Dumb reloading question

Reloading equipment, methods, load data, powder and projectile information.

Re: Dumb reloading question

Post by gordicans » 13 Aug 2019, 2:21 am

straightshooter wrote:
gordicans wrote:
SCJ429 wrote:Why are you taking the loaded cases apart? Is it possible to fire off the ammo you have? It would be good practice and save stuffing around.


yes good question ... I considered that but driving 70k's to the range firing off 100 rounds for the sake of it not my idea of fun. I'd rather collect the loaded projectiles and powder, and now that I have good case cleaning/resizing/measuring gear start from scratch and use the powder and projectiles and put some quality loads together rather than the haphazard one's I've got now. I want to do some load development with cases that are properly prepared with projectiles seated at the proper depths rather than just guessing and see if I can start putting some good groups together.
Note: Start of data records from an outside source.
//! Core types shared by the checks, the aggregator and the engine
//!
//! The threat taxonomy is a set of closed enums. Adding a threat level, an
//! event kind or a response action forces every `match` in the crate to be
//! revisited at compile time.

use std::collections::BTreeMap;
use std::fmt;

use chrono::{DateTime, Utc};
use serde::{Deserialize, Serialize};
use uuid::Uuid;

/// Additive risk contribution of a single event (0–100)
pub type RiskScore = u32;

/// Upper bound of the cumulative risk score
pub const MAX_RISK_SCORE: RiskScore = 100;

/// Severity of a detected threat
#[derive(Debug, Clone, Copy, PartialEq, Eq, PartialOrd, Ord, Hash, Serialize, Deserialize)]
#[serde(rename_all = "SCREAMING_SNAKE_CASE")]
pub enum ThreatLevel {
    /// Informational, never rejects on its own
    Low,
    /// Suspicious, contributes to the cumulative score
    Medium,
    /// Rejects the check that raised it
    High,
    /// Protocol abuse, always fatal
    Critical,
}

impl ThreatLevel {
    /// Whether an event at this level makes its check fail
    pub fn is_rejecting(self) -> bool {
        match self {
            Self::Low | Self::Medium => false,
            Self::High | Self::Critical => true,
        }
    }

    /// Lowercase label used in logs and metrics
    pub fn as_str(self) -> &'static str {
        match self {
            Self::Low => "low",
            Self::Medium => "medium",
            Self::High => "high",
            Self::Critical => "critical",
        }
    }
}

impl fmt::Display for ThreatLevel {
    fn fmt(&self, f: &mut fmt::Formatter<'_>) -> fmt::Result {
        f.write_str(self.as_str())
    }
}

/// Kinds of security events the checks can raise
#[derive(Debug, Clone, Copy, PartialEq, Eq, PartialOrd, Ord, Hash, Serialize, Deserialize)]
#[serde(rename_all = "SCREAMING_SNAKE_CASE")]
pub enum SecurityEventType {
    /// Per-client or per-address request budget exhausted
    RateLimitExceeded,
    /// Missing or unauthenticated client
    InvalidClient,
    /// Request from a client that is currently blocked
    SuspiciousClientBehavior,
    /// Missing, malformed or insecure redirect URI
    InvalidRedirectUri,
    /// Nonce presented twice within its TTL
    NonceReplay,
    /// Weak or malformed PKCE parameters
    PkceViolation,
    /// Missing scope or missing `openid`
    InvalidScope,
    /// Suspiciously broad scope request
    ExcessiveScopeRequest,
    /// Authorization code presented twice
    AuthorizationCodeReuse,
    /// Forbidden, unexpected or incomplete JWT header
    JwtSecurityViolation,
    /// Global circuit breaker tripped
    EmergencyShutdown,
}

impl SecurityEventType {
    /// Snake-case label used in logs and metrics
    pub fn as_str(self) -> &'static str {
        match self {
            Self::RateLimitExceeded => "rate_limit_exceeded",
            Self::InvalidClient => "invalid_client",
            Self::SuspiciousClientBehavior => "suspicious_client_behavior",
            Self::InvalidRedirectUri => "invalid_redirect_uri",
            Self::NonceReplay => "nonce_replay",
            Self::PkceViolation => "pkce_violation",
            Self::InvalidScope => "invalid_scope",
            Self::ExcessiveScopeRequest => "excessive_scope_request",
            Self::AuthorizationCodeReuse => "authorization_code_reuse",
            Self::JwtSecurityViolation => "jwt_security_violation",
            Self::EmergencyShutdown => "emergency_shutdown",
        }
    }
}

impl fmt::Display for SecurityEventType {
    fn fmt(&self, f: &mut fmt::Formatter<'_>) -> fmt::Result {
        f.write_str(self.as_str())
    }
}

/// Enforcement action the caller is expected to apply
#[derive(Debug, Clone, Copy, PartialEq, Eq, PartialOrd, Ord, Hash, Serialize, Deserialize)]
#[serde(rename_all = "SCREAMING_SNAKE_CASE")]
pub enum ResponseAction {
    /// Proceed normally
    Allow,
    /// Proceed, but flag for review
    Monitor,
    /// Slow the client down
    Throttle,
    /// Reject the request
    Block,
    /// The engine tripped its global circuit breaker
    EmergencyShutdown,
}

impl ResponseAction {
    /// Snake-case label used in logs and metrics
    pub fn as_str(self) -> &'static str {
        match self {
            Self::Allow => "allow",
            Self::Monitor => "monitor",
            Self::Throttle => "throttle",
            Self::Block => "block",
            Self::EmergencyShutdown => "emergency_shutdown",
        }
    }
}

impl fmt::Display for ResponseAction {
    fn fmt(&self, f: &mut fmt::Formatter<'_>) -> fmt::Result {
        f.write_str(self.as_str())
    }
}

/// Immutable record of one detection
#[derive(Debug, Clone, PartialEq, Serialize, Deserialize)]
pub struct SecurityEvent {
    /// Unique event ID
    pub id: Uuid,
    /// What was detected
    pub event_type: SecurityEventType,
    /// How severe it is
    pub threat_level: ThreatLevel,
    /// What the detecting check recommends
    pub recommended_response: ResponseAction,
    /// Client the request claimed to come from
    #[serde(skip_serializing_if = "Option::is_none")]
    pub client_id: Option<String>,
    /// Source network address
    pub network_address: String,
    /// Endpoint being protected (`authorize`, `token`, `jwt`, ...)
    pub endpoint: String,
    /// Human-readable explanation
    pub description: String,
    /// Contribution to the cumulative risk score
    pub risk_score: RiskScore,
    /// Redirect URI of the request, if any
    #[serde(skip_serializing_if = "Option::is_none")]
    pub redirect_uri: Option<String>,
    /// Requested scope, if any
    #[serde(skip_serializing_if = "Option::is_none")]
    pub scope: Option<String>,
    /// Requested response type, if any
    #[serde(skip_serializing_if = "Option::is_none")]
    pub response_type: Option<String>,
    /// Token grant type, if any
    #[serde(skip_serializing_if = "Option::is_none")]
    pub grant_type: Option<String>,
    /// Detection time
    pub timestamp: DateTime<Utc>,
    /// Ties together every event raised by one evaluation
    pub correlation_id: Uuid,
}

/// Outcome of a single check, or of a complete evaluation
#[derive(Debug, Clone, PartialEq, Serialize, Deserialize)]
pub struct ValidationResult {
    /// Whether the check passed
    pub valid: bool,
    /// Events raised, in detection order
    pub events: Vec<SecurityEvent>,
    /// Sum of the event contributions, clamped to [`MAX_RISK_SCORE`]
    pub risk_score: RiskScore,
}

impl ValidationResult {
    /// A passing result with no events
    pub fn pass() -> Self {
        Self {
            valid: true,
            events: Vec::new(),
            risk_score: 0,
        }
    }

    /// Build a result from events; it fails if any event is HIGH or CRITICAL
    pub fn from_events(events: Vec<SecurityEvent>) -> Self {
        let valid = !events.iter().any(|e| e.threat_level.is_rejecting());
        let risk_score = events
            .iter()
            .fold(0, |acc: RiskScore, e| acc.saturating_add(e.risk_score))
            .min(MAX_RISK_SCORE);
        Self {
            valid,
            events,
            risk_score,
        }
    }

    /// Event kinds present in this result
    pub fn event_types(&self) -> Vec<SecurityEventType> {
        self.events.iter().map(|e| e.event_type).collect()
    }
}

impl Default for ValidationResult {
    fn default() -> Self {
        Self::pass()
    }
}

/// Decision returned for an authorization or token request
#[derive(Debug, Clone, PartialEq, Serialize)]
pub struct SecurityDecision {
    /// Whether the request may proceed
    pub valid: bool,
    /// Action the caller should enforce
    pub response_action: ResponseAction,
    /// Every event raised during the evaluation
    pub events: Vec<SecurityEvent>,
    /// Cumulative risk score (0–100)
    pub risk_score: RiskScore,
    /// Correlation ID shared by all events of this evaluation
    pub correlation_id: Uuid,
    /// Names of the checks that actually ran, in order
    pub checks_run: Vec<&'static str>,
}

impl SecurityDecision {
    /// Event kinds present in this decision
    pub fn event_types(&self) -> Vec<SecurityEventType> {
        self.events.iter().map(|e| e.event_type).collect()
    }

    /// Number of events of the given kind
    pub fn count_of(&self, event_type: SecurityEventType) -> usize {
        self.events
            .iter()
            .filter(|e| e.event_type == event_type)
            .count()
    }
}

/// Parameters of an authorization request
#[derive(Debug, Clone, Default, PartialEq, Eq, Serialize, Deserialize)]
pub struct AuthorizationRequest {
    /// `client_id`
    #[serde(default)]
    pub client_id: Option<String>,
    /// `redirect_uri`
    #[serde(default)]
    pub redirect_uri: Option<String>,
    /// `response_type`
    #[serde(default)]
    pub response_type: Option<String>,
    /// `scope` (space separated)
    #[serde(default)]
    pub scope: Option<String>,
    /// `state`
    #[serde(default)]
    pub state: Option<String>,
    /// `nonce`
    #[serde(default)]
    pub nonce: Option<String>,
    /// `code_challenge`
    #[serde(default)]
    pub code_challenge: Option<String>,
    /// `code_challenge_method`
    #[serde(default)]
    pub code_challenge_method: Option<String>,
}

/// Parameters of a token request
#[derive(Debug, Clone, Default, PartialEq, Eq, Serialize, Deserialize)]
pub struct TokenRequest {
    /// `grant_type`
    #[serde(default)]
    pub grant_type: Option<String>,
    /// `code`
    #[serde(default)]
    pub code: Option<String>,
    /// `redirect_uri`
    #[serde(default)]
    pub redirect_uri: Option<String>,
    /// `client_id`
    #[serde(default)]
    pub client_id: Option<String>,
    /// `client_secret`
    #[serde(default)]
    pub client_secret: Option<String>,
    /// `code_verifier`
    #[serde(default)]
    pub code_verifier: Option<String>,
    /// `scope`
    #[serde(default)]
    pub scope: Option<String>,
}

/// Transport-level context of a request
#[derive(Debug, Clone, PartialEq, Eq, Serialize, Deserialize)]
pub struct RequestContext {
    /// Source network address
    pub network_address: String,
    /// Endpoint name
    pub endpoint: String,
    /// Raw `Authorization` header, if any
    #[serde(default)]
    pub authorization_header: Option<String>,
    /// Caller-supplied correlation ID; generated when absent
    #[serde(default)]
    pub correlation_id: Option<Uuid>,
}

impl RequestContext {
    /// Create a context for the given address and endpoint
    pub fn new(network_address: impl Into<String>, endpoint: impl Into<String>) -> Self {
        Self {
            network_address: network_address.into(),
            endpoint: endpoint.into(),
            authorization_header: None,
            correlation_id: None,
        }
    }

    /// Attach the raw `Authorization` header
    pub fn with_authorization_header(mut self, header: impl Into<String>) -> Self {
        self.authorization_header = Some(header.into());
        self
    }

    /// Use a caller-supplied correlation ID
    pub fn with_correlation_id(mut self, correlation_id: Uuid) -> Self {
        self.correlation_id = Some(correlation_id);
        self
    }
}

/// Dashboard snapshot returned by `get_security_metrics`
#[derive(Debug, Clone, Default, PartialEq, Eq, Serialize, Deserialize)]
pub struct SecurityMetrics {
    /// Events retained in the audit log
    pub total_events: usize,
    /// Retained events per threat level
    pub threat_distribution: BTreeMap<ThreatLevel, usize>,
    /// Known client profiles
    pub active_clients: usize,
    /// Profiles currently under a block
    pub blocked_clients: usize,
    /// Whitelisted profiles
    pub whitelisted_clients: usize,
    /// Live nonce cache entries
    pub nonce_cache_size: usize,
    /// Live authorization-code registry entries
    pub code_cache_size: usize,
    /// Rate-limit keys currently tracked
    pub rate_limit_keys: usize,
    /// Emergency shutdowns since start
    pub emergency_shutdowns: u64,
}

#[cfg(test)]
mod tests {
    use super::*;

    fn event(level: ThreatLevel, risk: RiskScore) -> SecurityEvent {
        SecurityEvent {
            id: Uuid::nil(),
            event_type: SecurityEventType::PkceViolation,
            threat_level: level,
            recommended_response: ResponseAction::Monitor,
            client_id: None,
            network_address: "10.0.0.1".to_string(),
            endpoint: "authorize".to_string(),
            description: "test".to_string(),
            risk_score: risk,
            redirect_uri: None,
            scope: None,
            response_type: None,
            grant_type: None,
            timestamp: Utc::now(),
            correlation_id: Uuid::nil(),
        }
    }

    #[test]
    fn test_threat_level_ordering() {
        assert!(ThreatLevel::Low < ThreatLevel::Medium);
        assert!(ThreatLevel::Medium < ThreatLevel::High);
        assert!(ThreatLevel::High < ThreatLevel::Critical);
        assert!(!ThreatLevel::Medium.is_rejecting());
        assert!(ThreatLevel::High.is_rejecting());
    }

    #[test]
    fn test_result_from_events_sums_and_clamps() {
        let result = ValidationResult::from_events(vec![
            event(ThreatLevel::Medium, 30),
            event(ThreatLevel::Medium, 25),
        ]);
        assert!(result.valid);
        assert_eq!(result.risk_score, 55);

        let result = ValidationResult::from_events(vec![
            event(ThreatLevel::Critical, 100),
            event(ThreatLevel::Medium, 25),
        ]);
        assert!(!result.valid);
        assert_eq!(result.risk_score, MAX_RISK_SCORE);
    }

    #[test]
    fn test_enum_serialization() {
        let json = serde_json::to_string(&SecurityEventType::NonceReplay).unwrap();
        assert_eq!(json, "\"NONCE_REPLAY\"");
        let json = serde_json::to_string(&ResponseAction::EmergencyShutdown).unwrap();
        assert_eq!(json, "\"EMERGENCY_SHUTDOWN\"");
    }

    #[test]
    fn test_authorization_request_from_json() {
        let request: AuthorizationRequest = serde_json::from_value(serde_json::json!({
            "client_id": "c1",
            "scope": "openid profile"
        }))
        .unwrap();
        assert_eq!(request.client_id.as_deref(), Some("c1"));
        assert!(request.nonce.is_none());
    }
}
They were around an inch or slightly above before but I'd like to do a bit better than that.

If the ammo in question shoots acceptably and assuming you are not financially constrained then why not set it aside and save it for those uses where "bragging accuracy" isn't required. A lot of game has been shot with only average ammo.
In my opinion you would probably be better off starting with all fresh components in trying to make quality loads.
If you reuse components then you have a few more suspects, other than the usual ones, to blame if the new ammo does not meet your accuracy expectations.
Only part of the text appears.